Canopy is very sensitive to the value of T2: Too small a value will cause the creation of very many canopies in each mapper and these will swamp the reducer. I suggest you begin with T1=T2= <a larger value> until you get enough canopies. With CosineDistanceMeasure, a value of 1 ought to produce only a single canopy and you can go smaller until you get a reasonable number. There are also T3 and T4 arguments that allow you to specify the T1 and T2 values used by the reducer.
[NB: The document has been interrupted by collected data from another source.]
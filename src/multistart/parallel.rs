// Copyright 2020 Xavier Gillard
//
// Permission is hereby granted, free of charge, to any person obtaining a copy of
// this software and associated documentation files (the "Software"), to deal in
// the Software without restriction, including without limitation the rights to
// use, copy, modify, merge, publish, distribute, sublicense, and/or sell copies of
// the Software, and to permit persons to whom the Software is furnished to do so,
// subject to the following conditions:
//
// The above copyright notice and this permission notice shall be included in all
// copies or substantial portions of the Software.
//
// THE SOFTWARE IS PROVIDED "AS IS", WITHOUT WARRANTY OF ANY KIND, EXPRESS OR
// IMPLIED, INCLUDING BUT NOT LIMITED TO THE WARRANTIES OF MERCHANTABILITY, FITNESS
// FOR A PARTICULAR PURPOSE AND NONINFRINGEMENT. IN NO EVENT SHALL THE AUTHORS OR
// COPYRIGHT HOLDERS BE LIABLE FOR ANY CLAIM, DAMAGES OR OTHER LIABILITY, WHETHER
// IN AN ACTION OF CONTRACT, TORT OR OTHERWISE, ARISING FROM, OUT OF OR IN
// CONNECTION WITH THE SOFTWARE OR THE USE OR OTHER DEALINGS IN THE SOFTWARE.

//! Fans `N` configured (adapter, schedule) pairs onto a [`WorkerPool`] and
//! merges their per-worker bests (spec §4.6).

use std::sync::Arc;

use crate::cost::SearchCost;
use crate::error::{Error, Result};
use crate::metaheuristic::Metaheuristic;
use crate::schedule::{Constant, RestartSchedule};
use crate::solution::{merge_best, Copyable, SolutionCostPair};
use crate::tracker::ProgressTracker;

use super::pool::WorkerPool;
use super::sequential::SequentialMultistarter;

/// Checks that every adapter in `fleet` shares the same problem and
/// progress-tracker identity (spec §4.6), returning the shared handles on
/// success. Shared with [`super::timed::TimedParallelMultistarter`], which
/// enforces the same precondition over its own fleet.
pub(crate) fn validate_fleet<S, C, P>(
    fleet: &[(Box<dyn Metaheuristic<S, C, P>>, Box<dyn RestartSchedule>)],
) -> Result<(Arc<P>, Arc<ProgressTracker<S, C>>)>
where
    S: Copyable + 'static,
    C: SearchCost,
    P: Send + Sync + 'static,
{
    if fleet.is_empty() {
        return Err(Error::invalid_argument("fleet must be non-empty"));
    }
    let problem = Arc::clone(fleet[0].0.problem());
    let tracker = fleet[0].0.progress_tracker();
    for (adapter, _) in fleet {
        if !Arc::ptr_eq(adapter.problem(), &problem) {
            return Err(Error::invalid_argument("all adapters in a fleet must share the same problem"));
        }
        if !Arc::ptr_eq(&adapter.progress_tracker(), &tracker) {
            return Err(Error::invalid_argument("all adapters in a fleet must share the same progress tracker"));
        }
    }
    Ok((problem, tracker))
}

/// Runs `N` independent inner searches concurrently, one per worker thread,
/// merging their results into a single best.
///
/// All `N` adapters must share the exact same problem and progress-tracker
/// identity (checked with `Arc::ptr_eq` at construction) — this is what
/// lets the engine treat the fleet's bests as comparable and lets every
/// worker observe the same stop/found-optimum signal.
pub struct ParallelMultistarter<S, C, P>
where
    S: Copyable + 'static,
    C: SearchCost,
    P: Send + Sync + 'static,
{
    pool: WorkerPool,
    fleet: Vec<Option<SequentialMultistarter<S, C, P>>>,
    problem: Arc<P>,
    tracker: Arc<ProgressTracker<S, C>>,
}

impl<S, C, P> ParallelMultistarter<S, C, P>
where
    S: Copyable + 'static,
    C: SearchCost,
    P: Send + Sync + 'static,
{
    /// Builds a multistarter from an explicit fleet of `(adapter,
    /// schedule)` pairs. Fails with `Error::InvalidArgument` if the fleet is
    /// empty or its adapters disagree on problem or tracker identity.
    pub fn from_fleet(fleet: Vec<(Box<dyn Metaheuristic<S, C, P>>, Box<dyn RestartSchedule>)>) -> Result<Self> {
        let (problem, tracker) = validate_fleet(&fleet)?;
        let size = fleet.len();
        let pool = WorkerPool::new(size)?;
        let members = fleet.into_iter().map(|(a, s)| Some(SequentialMultistarter::new(a, s))).collect();
        log::debug!("parallel multistarter built with {} workers", size);
        Ok(ParallelMultistarter { pool, fleet: members, problem, tracker })
    }

    /// `N` independent `split()`s of `adapter`, each paired with its own
    /// `Constant(length)` schedule.
    pub fn from_adapter_constant(adapter: Box<dyn Metaheuristic<S, C, P>>, length: u32, n: usize) -> Result<Self> {
        if n < 1 {
            return Err(Error::invalid_argument(format!("parallel multistarter fleet size must be >= 1, got {}", n)));
        }
        let fleet = (0..n)
            .map(|_| {
                let schedule: Box<dyn RestartSchedule> = Box::new(Constant::new(length)?);
                Ok((adapter.split(), schedule))
            })
            .collect::<Result<Vec<_>>>()?;
        Self::from_fleet(fleet)
    }

    /// `N` independent `split()`s of both `adapter` and `schedule`.
    pub fn from_adapter_schedule(
        adapter: Box<dyn Metaheuristic<S, C, P>>,
        schedule: Box<dyn RestartSchedule>,
        n: usize,
    ) -> Result<Self> {
        if n < 1 {
            return Err(Error::invalid_argument(format!("parallel multistarter fleet size must be >= 1, got {}", n)));
        }
        let fleet = (0..n).map(|_| (adapter.split(), schedule.split())).collect();
        Self::from_fleet(fleet)
    }

    /// `N` independent `split()`s of `adapter`, one per schedule in
    /// `schedules`.
    pub fn from_adapter_schedules(
        adapter: Box<dyn Metaheuristic<S, C, P>>,
        schedules: Vec<Box<dyn RestartSchedule>>,
    ) -> Result<Self> {
        if schedules.is_empty() {
            return Err(Error::invalid_argument("parallel multistarter schedule list must be non-empty"));
        }
        let fleet = schedules.into_iter().map(|s| (adapter.split(), s)).collect();
        Self::from_fleet(fleet)
    }

    /// Each of `adapters`, paired with its own `Constant(length)` schedule.
    pub fn from_adapters_constant(adapters: Vec<Box<dyn Metaheuristic<S, C, P>>>, length: u32) -> Result<Self> {
        if adapters.is_empty() {
            return Err(Error::invalid_argument("parallel multistarter adapter list must be non-empty"));
        }
        let fleet = adapters
            .into_iter()
            .map(|a| Ok((a, Box::new(Constant::new(length)?) as Box<dyn RestartSchedule>)))
            .collect::<Result<Vec<_>>>()?;
        Self::from_fleet(fleet)
    }

    /// Zips `adapters` with `schedules` positionally. Fails with
    /// `Error::InvalidArgument` if the two lists' lengths differ.
    pub fn from_adapters_schedules(
        adapters: Vec<Box<dyn Metaheuristic<S, C, P>>>,
        schedules: Vec<Box<dyn RestartSchedule>>,
    ) -> Result<Self> {
        if adapters.len() != schedules.len() {
            return Err(Error::invalid_argument(format!(
                "adapter list length ({}) must match schedule list length ({})",
                adapters.len(),
                schedules.len()
            )));
        }
        if adapters.is_empty() {
            return Err(Error::invalid_argument("parallel multistarter adapter/schedule lists must be non-empty"));
        }
        let fleet = adapters.into_iter().zip(schedules).collect();
        Self::from_fleet(fleet)
    }

    /// Unwraps a list of already-built single-threaded multistarters into
    /// their `(adapter, schedule)` pairs.
    pub fn from_multistarters(multistarters: Vec<SequentialMultistarter<S, C, P>>) -> Result<Self> {
        if multistarters.is_empty() {
            return Err(Error::invalid_argument("parallel multistarter list must be non-empty"));
        }
        let fleet = multistarters.into_iter().map(|m| m.into_parts()).collect();
        Self::from_fleet(fleet)
    }

    /// The problem every worker in this fleet shares.
    pub fn problem(&self) -> &Arc<P> {
        &self.problem
    }

    /// The progress tracker every worker in this fleet shares.
    pub fn progress_tracker(&self) -> Arc<ProgressTracker<S, C>> {
        Arc::clone(&self.tracker)
    }

    /// Sums `total_run_length` across every adapter currently held by this
    /// fleet (spec §4.6).
    pub fn total_run_length(&self) -> i64 {
        self.fleet.iter().map(|slot| slot.as_ref().map(|m| m.total_run_length()).unwrap_or(0)).sum()
    }

    /// `true` once [`ParallelMultistarter::close`] has run.
    pub fn is_closed(&self) -> bool {
        self.pool.is_closed()
    }

    /// Shuts the underlying worker pool down. Idempotent.
    pub fn close(&self) {
        self.pool.close();
    }

    /// Submits one "run `num_restarts` restarts" task per worker, awaits
    /// every worker, and returns the minimum-cost local best across workers
    /// (or `None` if none contributed). Fails with `Error::InvalidState` if
    /// the pool is closed (spec §4.6).
    ///
    /// A worker whose inner search panics never aborts the fan-out: the
    /// panic is caught at the worker boundary and that worker contributes
    /// `None` instead (spec §4.6/§4.3).
    pub fn optimize(&mut self, num_restarts: u32) -> Result<Option<SolutionCostPair<S, C>>> {
        if self.pool.is_closed() {
            return Err(Error::invalid_state("parallel multistarter is closed"));
        }

        let members: Vec<(usize, SequentialMultistarter<S, C, P>)> = self
            .fleet
            .iter_mut()
            .enumerate()
            .map(|(idx, slot)| (idx, slot.take().expect("parallel multistarter: fleet slot empty mid-round")))
            .collect();

        type WorkerOutcome<S, C, P> = (usize, SequentialMultistarter<S, C, P>, Option<SolutionCostPair<S, C>>);

        let tasks: Vec<Box<dyn FnOnce() -> WorkerOutcome<S, C, P> + Send>> = members
            .into_iter()
            .map(|(idx, mut m)| -> Box<dyn FnOnce() -> WorkerOutcome<S, C, P> + Send> {
                Box::new(move || match std::panic::catch_unwind(std::panic::AssertUnwindSafe(|| m.optimize(num_restarts))) {
                    Ok(best) => (idx, m, best),
                    Err(payload) => {
                        log::warn!("worker {} inner search failed: {}", idx, Error::from_panic_payload(payload));
                        (idx, m, None)
                    }
                })
            })
            .collect();

        let receivers = self.pool.submit_all(tasks)?;
        let results = WorkerPool::await_all(receivers);

        let mut best = None;
        for outcome in results {
            match outcome {
                Some((idx, m, candidate)) => {
                    self.fleet[idx] = Some(m);
                    best = merge_best(best, candidate);
                }
                None => panic!("worker pool: a worker thread died while executing a restart round"),
            }
        }
        Ok(best)
    }

    /// Returns a new parallel multistarter whose adapters and schedules are
    /// fresh `split()`s of this one's, owning its own worker pool.
    pub fn split(&self) -> Result<Self> {
        let fleet = self
            .fleet
            .iter()
            .map(|slot| {
                let m = slot.as_ref().expect("parallel multistarter: fleet slot empty");
                m.split().into_parts()
            })
            .collect();
        Self::from_fleet(fleet)
    }
}

#[cfg(test)]
mod tests {
    use super::*;
    use crate::schedule::Constant;
    use crate::test_support::CountingMetaheuristic;

    #[test]
    fn mismatched_trackers_are_rejected_at_construction() {
        let tracker_a = ProgressTracker::<i32, i64>::new();
        let tracker_b = ProgressTracker::<i32, i64>::new();
        let a = CountingMetaheuristic::always_succeeds(tracker_a);
        let b = CountingMetaheuristic::always_succeeds(tracker_b);
        let fleet: Vec<(Box<dyn Metaheuristic<i32, i64, _>>, Box<dyn RestartSchedule>)> =
            vec![(Box::new(a), Box::new(Constant::new(10).unwrap())), (Box::new(b), Box::new(Constant::new(10).unwrap()))];
        assert!(ParallelMultistarter::from_fleet(fleet).is_err());
    }

    #[test]
    fn exception_in_one_worker_does_not_abort_the_fan_out() {
        let tracker = ProgressTracker::<i32, i64>::new();
        let normal = CountingMetaheuristic::always_succeeds(Arc::clone(&tracker));
        let throws = CountingMetaheuristic::always_panics(Arc::clone(&tracker));
        let empty = CountingMetaheuristic::always_returns_none(Arc::clone(&tracker));

        let fleet: Vec<(Box<dyn Metaheuristic<i32, i64, _>>, Box<dyn RestartSchedule>)> = vec![
            (Box::new(normal), Box::new(Constant::new(5).unwrap())),
            (Box::new(throws), Box::new(Constant::new(5).unwrap())),
            (Box::new(empty), Box::new(Constant::new(5).unwrap())),
        ];
        let mut m = ParallelMultistarter::from_fleet(fleet).unwrap();
        let best = m.optimize(1).unwrap();
        assert_eq!(best.unwrap().cost(), -5);
    }

    #[test]
    fn optimize_fails_on_a_closed_pool() {
        let tracker = ProgressTracker::<i32, i64>::new();
        let a = CountingMetaheuristic::always_succeeds(Arc::clone(&tracker));
        let fleet: Vec<(Box<dyn Metaheuristic<i32, i64, _>>, Box<dyn RestartSchedule>)> =
            vec![(Box::new(a), Box::new(Constant::new(5).unwrap()))];
        let mut m = ParallelMultistarter::from_fleet(fleet).unwrap();
        m.close();
        assert!(m.optimize(1).is_err());
    }

    #[test]
    fn split_gives_the_sibling_an_independent_fleet_and_pool() {
        let tracker = ProgressTracker::<i32, i64>::new();
        let a = CountingMetaheuristic::always_succeeds(Arc::clone(&tracker));
        let b = CountingMetaheuristic::always_succeeds(Arc::clone(&tracker));
        let fleet: Vec<(Box<dyn Metaheuristic<i32, i64, _>>, Box<dyn RestartSchedule>)> = vec![
            (Box::new(a), Box::new(Constant::new(5).unwrap())),
            (Box::new(b), Box::new(Constant::new(5).unwrap())),
        ];
        let mut original = ParallelMultistarter::from_fleet(fleet).unwrap();
        let mut sibling = original.split().unwrap();

        original.optimize(2).unwrap();
        assert_eq!(original.total_run_length(), 20);
        assert_eq!(sibling.total_run_length(), 0);

        sibling.optimize(1).unwrap();
        assert_eq!(sibling.total_run_length(), 10);
        assert_eq!(original.total_run_length(), 20);
    }

    #[test]
    fn total_run_length_sums_across_the_fleet() {
        let tracker = ProgressTracker::<i32, i64>::new();
        let a = CountingMetaheuristic::always_succeeds(Arc::clone(&tracker));
        let b = CountingMetaheuristic::always_succeeds(Arc::clone(&tracker));
        let fleet: Vec<(Box<dyn Metaheuristic<i32, i64, _>>, Box<dyn RestartSchedule>)> = vec![
            (Box::new(a), Box::new(Constant::new(10).unwrap())),
            (Box::new(b), Box::new(Constant::new(10).unwrap())),
        ];
        let mut m = ParallelMultistarter::from_fleet(fleet).unwrap();
        m.optimize(3).unwrap();
        assert_eq!(m.total_run_length(), 60);
    }
}
// Copyright 2020 Xavier Gillard
//
// Permission is hereby granted, free of charge, to any person obtaining a copy of
// this software and associated documentation files (the "Software"), to deal in
// the Software without restriction, including without limitation the rights to
// use, copy, modify, merge, publish, distribute, sublicense, and/or sell copies of
// the Software, and to permit persons to whom the Software is furnished to do so,
// subject to the following conditions:
//
// The above copyright notice and this permission notice shall be included in all
// copies or substantial portions of the Software.
//
// THE SOFTWARE IS PROVIDED "AS IS", WITHOUT WARRANTY OF ANY KIND, EXPRESS OR
// IMPLIED, INCLUDING BUT NOT LIMITED TO THE WARRANTIES OF MERCHANTABILITY, FITNESS
// FOR A PARTICULAR PURPOSE AND NONINFRINGEMENT. IN NO EVENT SHALL THE AUTHORS OR
// COPYRIGHT HOLDERS BE LIABLE FOR ANY CLAIM, DAMAGES OR OTHER LIABILITY, WHETHER
// IN AN ACTION OF CONTRACT, TORT OR OTHERWISE, ARISING FROM, OUT OF OR IN
// CONNECTION WITH THE SOFTWARE OR THE USE OR OTHER DEALINGS IN THE SOFTWARE.

use super::RestartSchedule;
use crate::error::{Error, Result};

/// The Luby restart sequence, scaled by a constant factor `a`:
/// `1,1,2,1,1,2,4,1,1,2,1,1,2,4,8,…` times `a`.
///
/// `next()` emits `a * v`, then applies the classical doubling test that
/// identifies positions where the sequence resets: starting from `(u, v) =
/// (1, 1)`, if `(-u) & u == v` then `u += 1, v = 1`, otherwise `v *= 2`.
#[derive(Debug, Copy, Clone)]
pub struct Luby {
    a: u32,
    u: u32,
    v: u32,
    u0: u32,
    v0: u32,
}

impl Luby {
    /// Builds a Luby schedule scaled by `a`. Fails with
    /// `Error::InvalidArgument` if `a < 1`.
    pub fn new(a: u32) -> Result<Self> {
        if a < 1 {
            return Err(Error::invalid_argument(format!("Luby scale must be >= 1, got {}", a)));
        }
        log::debug!("constructing Luby schedule (a={})", a);
        Ok(Luby { a, u: 1, v: 1, u0: 1, v0: 1 })
    }
}

impl RestartSchedule for Luby {
    fn next(&mut self) -> u32 {
        let value = self.a * self.v;
        if (self.u.wrapping_neg() & self.u) == self.v {
            self.u += 1;
            self.v = 1;
        } else {
            self.v *= 2;
        }
        value
    }

    fn reset(&mut self) {
        self.u = self.u0;
        self.v = self.v0;
    }

    fn split(&self) -> Box<dyn RestartSchedule> {
        Box::new(*self)
    }
}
On 11/13/12 7:01 AM, Phoenix Bai wrote:
Hi All,

1) data size:
environment: company`s hadoop clusters.
Raw data: 12M
tfidf vectors: 25M (ng is set to 2)

2) running command:
tfidf vectors is feed to canopy and run the command below:

hadoop jar $MAHOUT_HOME/mahout-core-0.5-job.jar
org.apache.mahout.clustering.canopy.CanopyDriver
-Dmapred.max.split.size=4000000 \
-i /mahout/vectors/tbvideo-vectors/tfidf-vectors \
-o /mahout/output/tbvideo-canopy-centroids/ \
-dm org.apache.mahout.common.distance.CosineDistanceMeasure \
-t1 0.70 -t2 0.3

3) canopy running status:
and the MR runs like forever. I mean, map could finish very quickly while
the reducer task always hang at 66% like below:

12/11/13 16:29:00 INFO mapred.JobClient:  map 96% reduce 0%
12/11/13 16:29:07 INFO mapred.JobClient:  map 96% reduce 30%
12/11/13 16:29:26 INFO mapred.JobClient:  map 100% reduce 30%
12/11/13 16:29:41 INFO mapred.JobClient:  map 100% reduce 66%
12/11/13 19:34:39 INFO mapred.JobClient:  map 100% reduce 0%
12/11/13 19:34:47 INFO mapred.JobClient: Task Id :
attempt_201210311519_1936030_r_000000_0, Status : FAILED
java.io.IOException: Task process exit with nonzero status of 137.
  at org.apache.hadoop.mapred.TaskRunner.run(TaskRunner.java:456)
12/11/13 19:35:06 INFO mapred.JobClient:  map 100% reduce 66%

or sometimes erorr like this:

000000_0, Status : FAILED
Task attempt_201210311519_1900983_r_000000_0 failed to report status
for 600 seconds. Killing!

Here is the jstack dump when it gets to 66%:

  *
"main" prio=10 tid=0x000000005071a000 nid=0x7ab8 runnable [0x0000000040a3a000]
    java.lang.Thread.State: RUNNABLE
         at 
org.apache.mahout.math.OrderedIntDoubleMapping.find(OrderedIntDoubleMapping.java:83)
         at 
org.apache.mahout.math.OrderedIntDoubleMapping.get(OrderedIntDoubleMapping.java:88)
         at 
org.apache.mahout.math.SequentialAccessSparseVector.getQuick(SequentialAccessSparseVector.java:184)
         at org.apache.mahout.math.AbstractVector.get(AbstractVector.java:138)
         at 
org.apache.mahout.clustering.AbstractCluster.formatVector(AbstractCluster.java:301)
         at 
org.apache.mahout.clustering.canopy.CanopyClusterer.addPointToCanopies(CanopyClusterer.java:163)
         at 
org.apache.mahout.clustering.canopy.CanopyReducer.reduce(CanopyReducer.java:44)
         at org.apache.mahout.clustering.canopy.CanopyReducer.reduce(CanopyRed
*
*ucer.java:29)
         at org.apache.hadoop.mapreduce.Reducer.run(Reducer.java:176)
         at 
org.apache.hadoop.mapred.ReduceTask.runNewReducer(ReduceTask.java:544)
         at org.apache.hadoop.mapred.ReduceTask.run(ReduceTask.java:407)
         at org.apache.hadoop.mapred.Child.main(Child.java:167)*

**
4) So, my question is,

what is wrong? why it always hang at 66%?
I thought canopy is a faster algorithm when comparing to kmeans.
but in this case, kmeans could run whole lot faster than canopy.
I run the canopy several times across two days, and never get to see the
end.
it always throws errors whenever get to the 66% of reducing process.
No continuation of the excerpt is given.